Ces propositions, notamment l’utilisation prioritaire de l’existant, présentent des points communs avec le concept d’urbanisme durable qui est par exemple ainsi défini dans la Ruhr (Allemagne) :
– économiser les territoires organiser la décroissance urbaine, endiguer l’extension de la périphérie, recycler les friches,
– lutter contre le dépérissement des centre-villes
– concentrer l’action sur le bâti existant et sa transformation, éviter la multiplication des constructions neuves,
– utiliser les infrastructures existantes, en particulier réhabiliter les gares et les lignes de chemin de fer, articuler urbanisme et transports collectifs,
– économiser l’énergie, traiter la pollution des eaux, réduire l’utilisation des plastiques,
– prévoir des bilans énergétiques pour les constructions neuves.

En Allemagne également, Les travaux de l’urbaniste D. Apel préconisent une réduction du trafic automobile et une réduction de la consommation d’espace, au travers de nombreux outils dont celui de la fiscalité. Avec d’autres urbanistes, il propose une réforme de la fiscalité foncière, consistant à adapter l’impôt foncier habituel en vue d’inciter à la densification aux endroits souhaités et de rendre moins avantageuse la construction à l’écart des urbanisations existantes.
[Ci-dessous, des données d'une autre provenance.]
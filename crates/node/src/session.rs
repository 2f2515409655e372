//! Connect / reconnect policy and the publish / subscribe operations.
//!
//! Every operation takes the *locked* [`SessionState`] by `&mut`, so none of
//! them can run without the session lock held.

use tokio::time::Instant;
use tracing::{debug, info, warn};

use crate::engine::{ConnectParams, EngineError, Qos, SessionHandle};
use crate::identity::SessionIdentity;
use crate::link::LinkLayer;
use crate::state::{ConnectionStatus, SessionState};

/// Payload announced on the status topic while the session is up.
pub const STATUS_ONLINE: &str = "online";
/// Last-will payload the broker publishes when the session dies.
pub const STATUS_OFFLINE: &str = "offline";

/// Topics the session publishes to and subscribes on.
#[derive(Debug, Clone, PartialEq, Eq)]
pub struct Topics {
    pub reading: String,
    pub status: String,
    pub command: String,
}

/// Immutable session configuration plus the operations on the locked state.
#[derive(Debug, Clone)]
pub struct SessionManager {
    identity: SessionIdentity,
    params: ConnectParams,
    topics: Topics,
}

impl SessionManager {
    /// `params.client_id` is overwritten with `identity`.
    pub fn new(identity: SessionIdentity, mut params: ConnectParams, topics: Topics) -> Self {
        params.client_id = identity.as_str().to_string();
        Self {
            identity,
            params,
            topics,
        }
    }

    pub fn identity(&self) -> &SessionIdentity {
        &self.identity
    }

    pub fn params(&self) -> &ConnectParams {
        &self.params
    }

    pub fn topics(&self) -> &Topics {
        &self.topics
    }

    // ── Reconnect policy ────────────────────────────────────────────

    /// Network-tick decision: start a connect if the session is down and the
    /// cooldown has elapsed.  Returns true when a connect was initiated.
    pub fn maintain<H: SessionHandle>(
        &self,
        st: &mut SessionState<H>,
        link: &dyn LinkLayer,
        now: Instant,
    ) -> bool {
        if st.status != ConnectionStatus::Disconnected || !st.reconnect.is_due(now) {
            return false;
        }
        st.reconnect.record_attempt(now);
        self.connect(st, link)
    }

    /// Initiate an asynchronous connect.  Never blocks.
    ///
    /// On failure the status is left as it was; the next eligible tick
    /// retries.
    pub fn connect<H: SessionHandle>(&self, st: &mut SessionState<H>, link: &dyn LinkLayer) -> bool {
        if st.status != ConnectionStatus::Disconnected {
            debug!(status = %st.status, "connect skipped, session not down");
            return false;
        }
        if !link.is_ready() {
            warn!("link not ready, connect deferred");
            return false;
        }

        match st.handle.connect(&self.params) {
            Ok(()) => {
                st.status = ConnectionStatus::Connecting;
                info!(
                    broker = %self.params.endpoint,
                    client_id = %self.identity,
                    attempt = st.reconnect.attempts(),
                    "connecting to broker"
                );
                true
            }
            Err(e) => {
                warn!(broker = %self.params.endpoint, "failed to start connection: {e}");
                false
            }
        }
    }

    // ── Traffic ─────────────────────────────────────────────────────

    /// Fire-and-forget publish.  Refused without touching the engine unless
    /// the session is connected.
    pub fn publish<H: SessionHandle>(
        &self,
        st: &mut SessionState<H>,
        topic: &str,
        payload: &[u8],
        qos: Qos,
        retain: bool,
    ) -> Result<(), EngineError> {
        if st.status != ConnectionStatus::Connected {
            return Err(EngineError::NotConnected);
        }
        st.handle.publish(topic, payload, qos, retain)
    }

    pub fn subscribe<H: SessionHandle>(
        &self,
        st: &mut SessionState<H>,
        topic: &str,
        qos: Qos,
    ) -> Result<(), EngineError> {
        st.handle.subscribe(topic, qos)
    }

    /// Retained "online" on the status topic.
    pub fn announce_online<H: SessionHandle>(&self, st: &mut SessionState<H>) {
        if let Err(e) = self.publish(
            st,
            &self.topics.status,
            STATUS_ONLINE.as_bytes(),
            Qos::AtLeastOnce,
            true,
        ) {
            warn!(topic = %self.topics.status, "online announcement failed: {e}");
        }
    }

    pub fn subscribe_commands<H: SessionHandle>(&self, st: &mut SessionState<H>) {
        match self.subscribe(st, &self.topics.command, Qos::AtLeastOnce) {
            Ok(()) => info!(topic = %self.topics.command, "subscribed to commands"),
            Err(e) => warn!(topic = %self.topics.command, "command subscription failed: {e}"),
        }
    }
}

// ===========================================================================
// Test helpers
// ===========================================================================


// ===========================================================================
// Tests
// ===========================================================================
L’équipe Arch’Urba composée d’A. Faure, F . Garnier et A. Compagnon a procédé dans le cadre du Prédit, à un recensement des moyens de lutte contre l’étalement urbain, utilisés dans 5 pays européens : Suisse, Pays-Bas, Allemagne, Danemark et Royaume-Uni, afin d’identifier celles qui semblent le plus adaptable au contexte français. Après un listage des effets négatifs de la dispersion urbaine et l’analyse du contexte et des moyens mis en oeuvre dans chaque pays, une synthèse thématique des mesures a été réalisée selon les axes définis par le DIFU (Institut Allemand d’Urbanisme).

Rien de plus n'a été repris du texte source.